> [EXERCISE]:
Write out exactly the lines running from the one with "assert!(w[0].abs() < 1e-6);" to the last line of the entries, keeping both the first and the last.

+++ EXERCISE INPUT

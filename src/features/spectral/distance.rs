//! Log-magnitude spectral distance between two frames
//!
//! Compares the perceptual spectral content of two equal-length frames, used
//! as the spectral term of the loop candidate score.
//!
//! # Algorithm
//!
//! 1. Take the first `N` samples of each frame and apply a Hann window
//! 2. Real FFT of size `N`; keep the magnitudes of the first `N/2` bins
//! 3. `20·log10(|X[k]| + 1e-12)`, thresholded from below at the log floor
//! 4. Euclidean norm of the per-bin difference of the two dB spectra
//!
//! Comparing in the log domain tracks loudness-domain continuity better than
//! linear magnitude or time-domain L2. The floor keeps near-silent bins from
//! dominating the distance.
//!
//! # Example
//!
//! ```
//! use loopseam::features::spectral::distance::SpectralDistance;
//!
//! let engine = SpectralDistance::new(256, -60.0)?;
//! let frame: Vec<f32> = (0..256).map(|i| (i as f32 * 0.2).sin()).collect();
//! assert_eq!(engine.distance(&frame, &frame), 0.0);
//! # Ok::<(), loopseam::StitchError>(())
//! ```

use crate::error::StitchError;
use rustfft::num_complex::Complex;
use rustfft::{Fft, FftPlanner};
use std::fmt;
use std::sync::Arc;

/// Default FFT size
pub const DEFAULT_FFT_SIZE: usize = 1024;

/// Default log-magnitude floor in dB
pub const DEFAULT_LOG_FLOOR_DB: f32 = -60.0;

/// Added to every magnitude before taking the logarithm
const MAGNITUDE_EPSILON: f32 = 1e-12;

/// Symmetric Hann window of length `n`
pub fn hann_window(n: usize) -> Vec<f32> {
    if n <= 1 {
        return vec![1.0; n];
    }
    (0..n)
        .map(|i| {
            let t = 2.0 * std::f32::consts::PI * i as f32 / (n - 1) as f32;
            0.5 * (1.0 - t.cos())
        })
        .collect()
}

/// Spectral distance engine
///
/// Holds an immutable FFT plan, the analysis window and the log floor. Every
/// call re-windows and re-transforms its inputs; nothing carries over between
/// calls, so one engine can be shared across threads.
#[derive(Clone)]
pub struct SpectralDistance {
    fft_size: usize,
    log_floor_db: f32,
    window: Vec<f32>,
    fft: Arc<dyn Fft<f32>>,
}

impl fmt::Debug for SpectralDistance {
    fn fmt(&self, f: &mut fmt::Formatter<'_>) -> fmt::Result {
        f.debug_struct("SpectralDistance")
            .field("fft_size", &self.fft_size)
            .field("log_floor_db", &self.log_floor_db)
            .finish()
    }
}

impl Default for SpectralDistance {
    fn default() -> Self {
        Self::build(DEFAULT_FFT_SIZE, DEFAULT_LOG_FLOOR_DB)
    }
}

impl SpectralDistance {
    /// Create an engine for frames of at least `fft_size` samples
    ///
    /// # Arguments
    ///
    /// * `fft_size` - Analysis size `N`, a power of two >= 2
    /// * `log_floor_db` - Lower threshold applied to the dB spectrum
    ///
    /// # Errors
    ///
    /// Returns `StitchError::InvalidConfig` if `fft_size` is not a power of two
    /// or the floor is not finite
    pub fn new(fft_size: usize, log_floor_db: f32) -> Result<Self, StitchError> {
        if fft_size < 2 || !fft_size.is_power_of_two() {
            return Err(StitchError::InvalidConfig(format!(
                "fft_size must be a power of two >= 2, got {}",
                fft_size
            )));
        }
        if !log_floor_db.is_finite() {
            return Err(StitchError::InvalidConfig(
                "log_floor_db must be finite".to_string(),
            ));
        }
        Ok(Self::build(fft_size, log_floor_db))
    }

    fn build(fft_size: usize, log_floor_db: f32) -> Self {
        let mut planner = FftPlanner::new();
        let fft = planner.plan_fft_forward(fft_size);
        Self {
            fft_size,
            log_floor_db,
            window: hann_window(fft_size),
            fft,
        }
    }

    /// Analysis size `N`
    pub fn fft_size(&self) -> usize {
        self.fft_size
    }

    /// Log-magnitude floor in dB
    pub fn log_floor_db(&self) -> f32 {
        self.log_floor_db
    }

    /// Magnitude spectrum (`N/2` bins) of the Hann-windowed first `N` samples
    ///
    /// Returns `None` when the frame is shorter than `N`.
    pub fn magnitude_spectrum(&self, frame: &[f32]) -> Option<Vec<f32>> {
        let n = self.fft_size;
        if frame.len() < n {
            return None;
        }

        let mut buffer: Vec<Complex<f32>> = frame[..n]
            .iter()
            .zip(self.window.iter())
            .map(|(&x, &w)| Complex::new(x * w, 0.0))
            .collect();
        self.fft.process(&mut buffer);

        Some(buffer[..n / 2].iter().map(|c| c.norm()).collect())
    }

    /// Floored dB magnitude spectrum (`N/2` bins) of the first `N` samples
    ///
    /// Returns `None` when the frame is shorter than `N`.
    pub fn log_magnitude_spectrum(&self, frame: &[f32]) -> Option<Vec<f32>> {
        let mut spectrum = self.magnitude_spectrum(frame)?;
        for v in spectrum.iter_mut() {
            *v = (20.0 * (*v + MAGNITUDE_EPSILON).log10()).max(self.log_floor_db);
        }
        Some(spectrum)
    }

    /// Distance between two frames; `0.0` if either is shorter than `N`
    ///
    /// A frame shorter than the analysis size means no comparison is
    /// possible, which is reported as zero distance rather than an error.
    pub fn distance(&self, a: &[f32], b: &[f32]) -> f32 {
        match (
            self.log_magnitude_spectrum(a),
            self.log_magnitude_spectrum(b),
        ) {
            (Some(sa), Some(sb)) => spectrum_distance(&sa, &sb),
            _ => 0.0,
        }
    }
}

/// Euclidean norm of the difference of two dB spectra
#[inline]
pub fn spectrum_distance(a: &[f32], b: &[f32]) -> f32 {
    a.iter()
        .zip(b.iter())
        .map(|(&x, &y)| {
            let d = x - y;
            d * d
        })
        .sum::<f32>()
        .sqrt()
}

#[cfg(test)]
mod tests {
    use super::*;
    use std::f32::consts::PI;

    fn tone(len: usize, cycles_per_frame: f32, frame: usize) -> Vec<f32> {
        (0..len)
            .map(|i| (2.0 * PI * cycles_per_frame * i as f32 / frame as f32).sin())
            .collect()
    }

    #[test]
    fn test_identical_frames_have_zero_distance() {
        let engine = SpectralDistance::new(512, -60.0).unwrap();
        let a = tone(600, 12.3, 512);
        assert_eq!(engine.distance(&a, &a), 0.0);
    }

    #[test]
    fn test_short_frames_have_zero_distance() {
        let engine = SpectralDistance::new(256, -60.0).unwrap();
        let a = tone(255, 4.0, 256);
        let b = tone(512, 40.0, 256);
        assert_eq!(engine.distance(&a, &b), 0.0);
        assert_eq!(engine.distance(&b, &a), 0.0);
        assert!(engine.log_magnitude_spectrum(&a).is_none());
    }

    #[test]
    fn test_different_tones_are_distant() {
        let engine = SpectralDistance::new(256, -60.0).unwrap();
        let low = tone(256, 8.0, 256);
        let high = tone(256, 60.0, 256);
        let near = tone(256, 8.0, 256)
            .iter()
            .map(|x| x * 0.99)
            .collect::<Vec<_>>();

        let far = engine.distance(&low, &high);
        let close = engine.distance(&low, &near);
        assert!(far > 10.0 * close.max(1e-3), "far={} close={}", far, close);
    }

    #[test]
    fn test_floor_hides_sub_floor_noise() {
        let engine = SpectralDistance::new(128, -60.0).unwrap();
        let silence = vec![0.0f32; 128];
        // -160 dBFS-ish dither, every bin stays below the floor
        let dither: Vec<f32> = (0..128)
            .map(|i| if i % 2 == 0 { 1e-8 } else { -1e-8 })
            .collect();
        assert_eq!(engine.distance(&silence, &dither), 0.0);

        let spectrum = engine.log_magnitude_spectrum(&silence).unwrap();
        assert_eq!(spectrum.len(), 64);
        assert!(spectrum.iter().all(|&v| v == -60.0));
    }

    #[test]
    fn test_only_first_n_samples_are_compared() {
        let engine = SpectralDistance::new(64, -60.0).unwrap();
        let mut a = tone(128, 4.0, 64);
        let b = a.clone();
        for x in a[64..].iter_mut() {
            *x = 0.9;
        }
        assert_eq!(engine.distance(&a, &b), 0.0);
    }

    #[test]
    fn test_rejects_bad_sizes() {
        assert!(SpectralDistance::new(1000, -60.0).is_err());
        assert!(SpectralDistance::new(1, -60.0).is_err());
        assert!(SpectralDistance::new(0, -60.0).is_err());
        assert!(SpectralDistance::new(256, f32::NEG_INFINITY).is_err());
    }

    #[test]
    fn test_hann_window_shape() {
        let w = hann_window(64);
        assert!(w[0].abs() < 1e-6);
        assert!(w[63].abs() < 1e-6);
        for i in 0..32 {
            assert!((w[i] - w[63 - i]).abs() < 1e-5);
        }
        assert_eq!(hann_window(1), vec![1.0]);
        assert!(hann_window(0).is_empty());
    }
}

++++++

> [REPLY]:
        assert!(w[0].abs() < 1e-6);
        assert!(w[63].abs() < 1e-6);
        for i in 0..32 {
            assert!((w[i] - w[63 - i]).abs() < 1e-5);
        }
        assert_eq!(hann_window(1), vec![1.0]);
        assert!(hann_window(0).is_empty());
    }
}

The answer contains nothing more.